Start of Record extracts

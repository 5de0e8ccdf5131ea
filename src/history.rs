//! Address Bar History
//!
//! Reads the current URL and writes history entries for page changes.

use serde::Serialize;
use wasm_bindgen::JsValue;

use crate::route::{Location, Page};

/// Browser session history as seen by the router
pub trait History {
    fn location(&self) -> Location;
    /// Add an entry for the page's canonical path
    fn push(&mut self, page: Page);
    /// Overwrite the current entry with the page's canonical path
    fn replace(&mut self, page: Page);
    fn set_hash(&mut self, hash: &str);
}

/// State object attached to each entry: `{ page: "staffDashboard" }`
#[derive(Serialize)]
struct EntryState {
    page: Page,
}

/// `window.history` and `window.location`
#[derive(Debug, Clone, Copy, Default)]
pub struct BrowserHistory;

impl BrowserHistory {
    fn write(page: Page, push: bool) {
        let Some(history) = web_sys::window().and_then(|w| w.history().ok()) else {
            log::error!("window.history is unavailable");
            return;
        };
        let state = serde_wasm_bindgen::to_value(&EntryState { page }).unwrap_or(JsValue::NULL);
        let result = if push {
            history.push_state_with_url(&state, "", Some(page.path()))
        } else {
            history.replace_state_with_url(&state, "", Some(page.path()))
        };
        if let Err(err) = result {
            log::error!("failed to update history for {}: {:?}", page.name(), err);
        }
    }
}

impl History for BrowserHistory {
    fn location(&self) -> Location {
        let Some(window) = web_sys::window() else {
            return Location::default();
        };
        let location = window.location();
        let path = location.pathname().unwrap_or_default();
        let hash = location.hash().unwrap_or_default();
        Location::new(path, &hash)
    }

    fn push(&mut self, page: Page) {
        Self::write(page, true);
    }

    fn replace(&mut self, page: Page) {
        Self::write(page, false);
    }

    fn set_hash(&mut self, hash: &str) {
        if let Some(window) = web_sys::window() {
            if let Err(err) = window.location().set_hash(hash) {
                log::error!("failed to set location hash: {:?}", err);
            }
        }
    }
}

/// Entry list with a cursor, for tests
#[cfg(test)]
#[derive(Debug, Clone)]
pub struct MemoryHistory {
    entries: Vec<Location>,
    index: usize,
}

#[cfg(test)]
impl MemoryHistory {
    pub fn new(path: &str, hash: &str) -> Self {
        Self {
            entries: vec![Location::new(path, hash)],
            index: 0,
        }
    }

    pub fn len(&self) -> usize {
        self.entries.len()
    }

    pub fn current(&self) -> &Location {
        &self.entries[self.index]
    }

    /// Move the cursor like the back button; returns false at the start
    pub fn back(&mut self) -> bool {
        if self.index == 0 {
            return false;
        }
        self.index -= 1;
        true
    }

    pub fn forward(&mut self) -> bool {
        if self.index + 1 >= self.entries.len() {
            return false;
        }
        self.index += 1;
        true
    }
}

#[cfg(test)]
impl History for MemoryHistory {
    fn location(&self) -> Location {
        self.current().clone()
    }

    fn push(&mut self, page: Page) {
        self.entries.truncate(self.index + 1);
        self.entries.push(Location::new(page.path(), ""));
        self.index = self.entries.len() - 1;
    }

    fn replace(&mut self, page: Page) {
        self.entries[self.index] = Location::new(page.path(), "");
    }

    fn set_hash(&mut self, hash: &str) {
        let path = self.current().path.clone();
        self.entries.truncate(self.index + 1);
        self.entries.push(Location::new(path, hash));
        self.index = self.entries.len() - 1;
    }
}

#[cfg(test)]
mod tests {
    use super::*;

    #[test]
    fn test_push_truncates_forward_entries() {
        let mut history = MemoryHistory::new("/", "");
        history.push(Page::Register);
        history.push(Page::StaffRegister);
        assert!(history.back());
        history.push(Page::Dashboard);
        assert_eq!(history.len(), 3);
        assert_eq!(history.current().path, "/dashboard");
        assert!(!history.forward());
    }

    #[test]
    fn test_replace_keeps_length() {
        let mut history = MemoryHistory::new("/admin-dashboard", "");
        history.replace(Page::Home);
        assert_eq!(history.len(), 1);
        assert_eq!(history.current(), &Location::new("/", ""));
    }

    #[test]
    fn test_entry_state_uses_page_names() {
        for page in Page::ALL {
            let state = serde_json::to_value(EntryState { page }).unwrap();
            assert_eq!(state["page"], page.name());
        }
    }
}
//! Clinic Overview Component
//!
//! Counter cards shown on the staff and admin dashboard home, including the
//! walk-in desk.

use chrono::Local;
use leptos::prelude::*;

use crate::components::WalkInDesk;
use crate::listing::{appointment_stats, format_date_time, most_booked_service, Directory};
use crate::models::Appointment;
use crate::store::{use_clinic_store, ClinicStateStoreFields};

const LATEST_REQUESTS: usize = 5;

#[component]
pub fn ClinicOverview(#[prop(into)] greeting: String, role_label: &'static str) -> impl IntoView {
    let store = use_clinic_store();

    let stats = Memo::new(move |_| {
        let today = Local::now().date_naive();
        appointment_stats(&store.appointments().read(), &store.accepted().read(), today)
    });
    let top_service = Memo::new(move |_| {
        let patients = store.patients().read();
        let services = store.services().read();
        most_booked_service(&store.appointments().read(), &Directory::new(&patients, &services))
    });
    let latest = Memo::new(move |_| {
        let mut requests: Vec<Appointment> = store.appointments().get();
        requests.reverse();
        requests.truncate(LATEST_REQUESTS);
        requests
    });

    let patient_name = move |id: u32| {
        let patients = store.patients().read();
        Directory::new(&patients, &[]).patient_name(id)
    };

    view! {
        <div class="dashboard-section">
            <div class="welcome-header">
                <div class="welcome-info">
                    <h2>{greeting}</h2>
                    <p>"Logged in as "<span class="staff-role">{role_label}</span></p>
                </div>
            </div>
            <Show when=move || store.loading().get()>
                <div class="loading">"Loading clinic data..."</div>
            </Show>
            {move || store.error().get().map(|message| view! { <div class="message error">{message}</div> })}

            <div class="dashboard-stats">
                <div class="stat-card today-card">
                    <h3>"Today"</h3>
                    <div class="stat-number">{move || stats.get().today}</div>
                    <p class="stat-label">"Appointments"</p>
                    <div class="stat-details">
                        <div class="stat-detail">
                            <span class="status-indicator pending"></span>
                            <span>{move || format!("Pending Requests: {}", stats.get().pending)}</span>
                        </div>
                        <div class="stat-detail">
                            <span class="status-indicator ongoing"></span>
                            <span>{move || format!("Ongoing Appointments: {}", stats.get().ongoing)}</span>
                        </div>
                        <div class="stat-detail">
                            <span class="status-indicator completed"></span>
                            <span>{move || format!("Completed Appointments: {}", stats.get().completed)}</span>
                        </div>
                    </div>
                </div>

                <div class="stat-card service-card">
                    <h3>"Most Booked Service"</h3>
                    <div class="service-info">
                        {move || match top_service.get() {
                            Some((name, count)) => view! {
                                <div class="service-name">{name}</div>
                                <div class="service-count">{format!("Bookings: {}", count)}</div>
                            }
                            .into_any(),
                            None => view! { <div class="service-name">"No bookings yet"</div> }.into_any(),
                        }}
                    </div>
                </div>

                <WalkInDesk />
            </div>

            <div class="recent-requests">
                <h3>"Latest Requests"</h3>
                <Show
                    when=move || latest.with(|l| !l.is_empty())
                    fallback=|| view! { <p class="no-appointments">"No appointment requests yet."</p> }
                >
                    <ul class="request-list">
                        <For
                            each=move || latest.get()
                            key=|a: &Appointment| a.appointment_id
                            let:request
                        >
                            <li class="request-item">
                                <span class="request-patient">{patient_name(request.patient_id)}</span>
                                <span class="request-date">{format_date_time(&request.preferred_date_time)}</span>
                                <span class="request-status">{request.status_label().to_string()}</span>
                            </li>
                        </For>
                    </ul>
                </Show>
            </div>
        </div>
    }
}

End of Record extracts

Every line above from the line with "Clinic Overview Component" to the line with "let stats = Memo::new(move", inclusive, must be returned exactly; no other line belongs in the reply.

*Solution to this task*:
//! Clinic Overview Component
//!
//! Counter cards shown on the staff and admin dashboard home, including the
//! walk-in desk.

use chrono::Local;
use leptos::prelude::*;

use crate::components::WalkInDesk;
use crate::listing::{appointment_stats, format_date_time, most_booked_service, Directory};
use crate::models::Appointment;
use crate::store::{use_clinic_store, ClinicStateStoreFields};

const LATEST_REQUESTS: usize = 5;

#[component]
pub fn ClinicOverview(#[prop(into)] greeting: String, role_label: &'static str) -> impl IntoView {
    let store = use_clinic_store();

    let stats = Memo::new(move |_| {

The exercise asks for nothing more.